The machine learning (ML) lifecycle can be broken up into the following five steps:
Biases can arise within each step in the ML lifecycle, so we need steps to mitigate them.
What the step means
This is the first step in the ML process, where one collects, labels and prepares data for modelling and analysis purposes.
An example of how bias can arise
Issues arise when the data collected doesn’t fully reflect the real world. For example, studies about such biases have demonstrated that almost all of the very popular image datasets – ImageNet, Coco and OpenImages – contain images mostly from Europe and North America, despite the majority of the world’s population being in Asia. As such, models trained on these datasets perform worse for people from continents such as Asia and Africa.

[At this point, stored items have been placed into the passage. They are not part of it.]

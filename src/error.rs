use axum::{Json, http::StatusCode, response::IntoResponse};
use serde::Serialize;
use serde_with::skip_serializing_none;
use thiserror::Error;
use validator::ValidationErrors;

use crate::{
    dao::storage::StorageError,
    services::{completion::CompletionError, identity::IdentityError},
    state::session_machine::{AbortError, ApplyError, PlanError},
};

/// Errors that can occur in service layer operations.
#[derive(Debug, Error)]
pub enum ServiceError {
    /// Storage backend failed the operation.
    #[error("storage unavailable")]
    Unavailable(#[source] StorageError),
    /// Application is running in degraded mode without storage.
    #[error("storage unavailable (degraded mode)")]
    Degraded,
    /// No authenticated user.
    #[error("unauthorized: {0}")]
    Unauthorized(String),
    /// Invalid input provided by the client.
    #[error("invalid input: {0}")]
    InvalidInput(String),
    /// Operation cannot be performed in the current state.
    #[error("invalid state: {0}")]
    InvalidState(String),
    /// Requested resource was not found (or is not owned by the caller).
    #[error("not found: {0}")]
    NotFound(String),
    /// Operation exceeded its timeout limit.
    #[error("operation timed out")]
    Timeout,
    /// Identity provider failure.
    #[error("identity provider error")]
    Identity(#[source] IdentityError),
    /// Completion service failure.
    #[error("completion service error")]
    Completion {
        /// Underlying failure.
        #[source]
        source: CompletionError,
        /// Whether diagnostic details may be sent to the client.
        expose_details: bool,
    },
}

impl From<StorageError> for ServiceError {
    fn from(err: StorageError) -> Self {
        ServiceError::Unavailable(err)
    }
}

impl From<IdentityError> for ServiceError {
    fn from(err: IdentityError) -> Self {
        ServiceError::Identity(err)
    }
}

impl From<ValidationErrors> for AppError {
    fn from(err: ValidationErrors) -> Self {
        AppError::BadRequest(format!("validation failed: {}", err))
    }
}

/// Application-level errors that are converted to HTTP responses.
#[derive(Debug, Error)]
pub enum AppError {
    /// Bad request with invalid input.
    #[error("{0}")]
    BadRequest(String),
    /// Unauthorized access attempt.
    #[error("{0}")]
    Unauthorized(String),
    /// Upstream quota exhausted; the message carries a remediation hint.
    #[error("{0}")]
    PaymentRequired(String),
    /// Requested resource not found.
    #[error("{0}")]
    NotFound(String),
    /// Conflict with current state.
    #[error("{0}")]
    Conflict(String),
    /// Upstream rate limit reached.
    #[error("{0}")]
    TooManyRequests(String),
    /// Upstream service answered with something unusable.
    #[error("{message}")]
    BadGateway {
        /// Client facing message.
        message: String,
        /// Diagnostic details, only set outside production.
        details: Option<String>,
    },
    /// Service unavailable or degraded.
    #[error("{0}")]
    ServiceUnavailable(String),
    /// Internal server error.
    #[error("{0}")]
    Internal(String),
}

impl From<ServiceError> for AppError {
    fn from(err: ServiceError) -> Self {
        match err {
            ServiceError::Unavailable(source) => AppError::ServiceUnavailable(source.to_string()),
            ServiceError::Degraded => {
                AppError::ServiceUnavailable("storage unavailable (degraded mode)".into())
            }
            ServiceError::Unauthorized(message) => AppError::Unauthorized(message),
            ServiceError::InvalidInput(message) => AppError::BadRequest(message),
            ServiceError::InvalidState(message) => AppError::Conflict(message),
            ServiceError::NotFound(message) => AppError::NotFound(message),
            ServiceError::Timeout => AppError::ServiceUnavailable("operation timed out".into()),
            ServiceError::Identity(source) => match source {
                IdentityError::InvalidToken | IdentityError::ExchangeRejected { .. } => {
                    AppError::Unauthorized(source.to_string())
                }
                other => AppError::ServiceUnavailable(other.to_string()),
            },
            ServiceError::Completion {
                source,
                expose_details,
            } => {
                let details = expose_details.then(|| source.diagnostic()).flatten();
                match source {
                    CompletionError::NotConfigured => AppError::ServiceUnavailable(
                        "AI coaching is not configured: set OPENAI_API_KEY on the server".into(),
                    ),
                    CompletionError::QuotaExceeded { .. } => AppError::PaymentRequired(format!(
                        "{source}. Check the plan and billing settings of the completion service account"
                    )),
                    CompletionError::RateLimited { .. } => AppError::TooManyRequests(format!(
                        "{source}. Wait a moment before requesting another report"
                    )),
                    other => AppError::BadGateway {
                        message: other.to_string(),
                        details,
                    },
                }
            }
        }
    }
}

#[skip_serializing_none]
#[derive(Serialize)]
struct ErrorBody {
    error: String,
    details: Option<String>,
}

impl AppError {
    fn status(&self) -> StatusCode {
        match self {
            AppError::BadRequest(_) => StatusCode::BAD_REQUEST,
            AppError::Unauthorized(_) => StatusCode::UNAUTHORIZED,
            AppError::PaymentRequired(_) => StatusCode::PAYMENT_REQUIRED,
            AppError::NotFound(_) => StatusCode::NOT_FOUND,
            AppError::Conflict(_) => StatusCode::CONFLICT,
            AppError::TooManyRequests(_) => StatusCode::TOO_MANY_REQUESTS,
            AppError::BadGateway { .. } => StatusCode::BAD_GATEWAY,
            AppError::ServiceUnavailable(_) => StatusCode::SERVICE_UNAVAILABLE,
            AppError::Internal(_) => StatusCode::INTERNAL_SERVER_ERROR,
        }
    }
}

impl IntoResponse for AppError {
    fn into_response(self) -> axum::response::Response {
        let status = self.status();
        let details = match &self {
            AppError::BadGateway { details, .. } => details.clone(),
            _ => None,
        };

        let payload = Json(ErrorBody {
            error: self.to_string(),
            details,
        });

        (status, payload).into_response()
    }
}

impl From<PlanError> for ServiceError {
    fn from(err: PlanError) -> Self {
        match err {
            PlanError::AlreadyPending => {
                ServiceError::InvalidState("another action is still being processed".into())
            }
            PlanError::InvalidTransition(invalid) => {
                ServiceError::InvalidState(invalid.to_string())
            }
            PlanError::Capture(capture) => ServiceError::InvalidInput(capture.to_string()),
        }
    }
}

impl From<ApplyError> for ServiceError {
    fn from(err: ApplyError) -> Self {
        match err {
            ApplyError::NoPending => ServiceError::InvalidState("no transition is pending".into()),
            ApplyError::IdMismatch { .. } => {
                ServiceError::InvalidState("pending transition does not match".into())
            }
            ApplyError::PhaseMismatch { expected, actual } => ServiceError::InvalidState(format!(
                "session changed during transition (expected {expected:?}, got {actual:?})"
            )),
            ApplyError::VersionMismatch { expected, actual } => {
                ServiceError::InvalidState(format!(
                    "session version mismatch during transition (expected {expected}, got {actual})"
                ))
            }
        }
    }
}

impl From<AbortError> for ServiceError {
    fn from(err: AbortError) -> Self {
        match err {
            AbortError::NoPending => ServiceError::InvalidState("no pending transition".into()),
            AbortError::IdMismatch { .. } => {
                ServiceError::InvalidState("transition plan does not match".into())
            }
        }
    }
}

#[cfg(test)]
mod tests {
    use super::*;

    fn status_of(err: ServiceError) -> StatusCode {
        AppError::from(err).status()
    }

    #[test]
    fn domain_errors_map_to_expected_statuses() {
        assert_eq!(
            status_of(ServiceError::InvalidInput("x".into())),
            StatusCode::BAD_REQUEST
        );
        assert_eq!(
            status_of(ServiceError::Unauthorized("x".into())),
            StatusCode::UNAUTHORIZED
        );
        assert_eq!(
            status_of(ServiceError::NotFound("x".into())),
            StatusCode::NOT_FOUND
        );
        assert_eq!(
            status_of(PlanError::AlreadyPending.into()),
            StatusCode::CONFLICT
        );
        assert_eq!(
            status_of(ServiceError::Degraded),
            StatusCode::SERVICE_UNAVAILABLE
        );
        assert_eq!(
            status_of(ServiceError::Timeout),
            StatusCode::SERVICE_UNAVAILABLE
        );
    }

    #[test]
    fn completion_failures_are_told_apart() {
        let completion = |source, expose_details| ServiceError::Completion {
            source,
            expose_details,
        };

        assert_eq!(
            status_of(completion(
                CompletionError::QuotaExceeded {
                    message: "insufficient_quota".into()
                },
                false
            )),
            StatusCode::PAYMENT_REQUIRED
        );
        assert_eq!(
            status_of(completion(
                CompletionError::RateLimited {
                    message: "slow down".into()
                },
                false
            )),
            StatusCode::TOO_MANY_REQUESTS
        );
        assert_eq!(
            status_of(completion(CompletionError::NotConfigured, false)),
            StatusCode::SERVICE_UNAVAILABLE
        );

        let shape = || CompletionError::ResponseShape {
            reason: "missing field `detail`".into(),
            raw: Some("{}".into()),
        };
        match AppError::from(completion(shape(), true)) {
            AppError::BadGateway { details, .. } => assert!(details.is_some()),
            other => panic!("unexpected {other:?}"),
        }
        match AppError::from(completion(shape(), false)) {
            AppError::BadGateway { details, .. } => assert!(details.is_none()),
            other => panic!("unexpected {other:?}"),
        }
    }
}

Note that there are many more ways that bias can leak into the data collection process; this is just one example.
Example of an action to mitigate this
Ensure that the data is collected in a manner that reflects reality. In fact, because historical data is collected from a society in which systems of oppression operate, you might even want to over/under-sample data from marginalized groups in order to move towards more equitable datasets. One example of when you might want to do this would be for a facial recognition app: Since there are fewer images of BIPOC folks, you might want to oversample images of them. A fantastic resource to learn more about equitable data collection practices is Timnit Gebru’s article “Datasheets for Datasets” which proposes a framework for transparent and accountable data collection.
What the step means
When building models for the purposes of prediction, we construct features. A feature is simply a characteristic of each data point that might help for the purposes of prediction. For example, if we are predicting the price of a house, a useful feature might be the number of bedrooms or the postcode the house is located in.
Example of how bias can arise
Consider a model that predicts whether a police officer should be deployed in a particular suburb based on past incarceration data: A data scientist may claim to have built a model which is “socially neutral” as they have removed all features that correspond to race, age, and gender. However, other features like postal code might also correlate with features such as race (because in the real world, suburbs are segregated by race). In fact, this study demonstrates the potential for predictive policing to propagate and exacerbate racial biases in law enforcement.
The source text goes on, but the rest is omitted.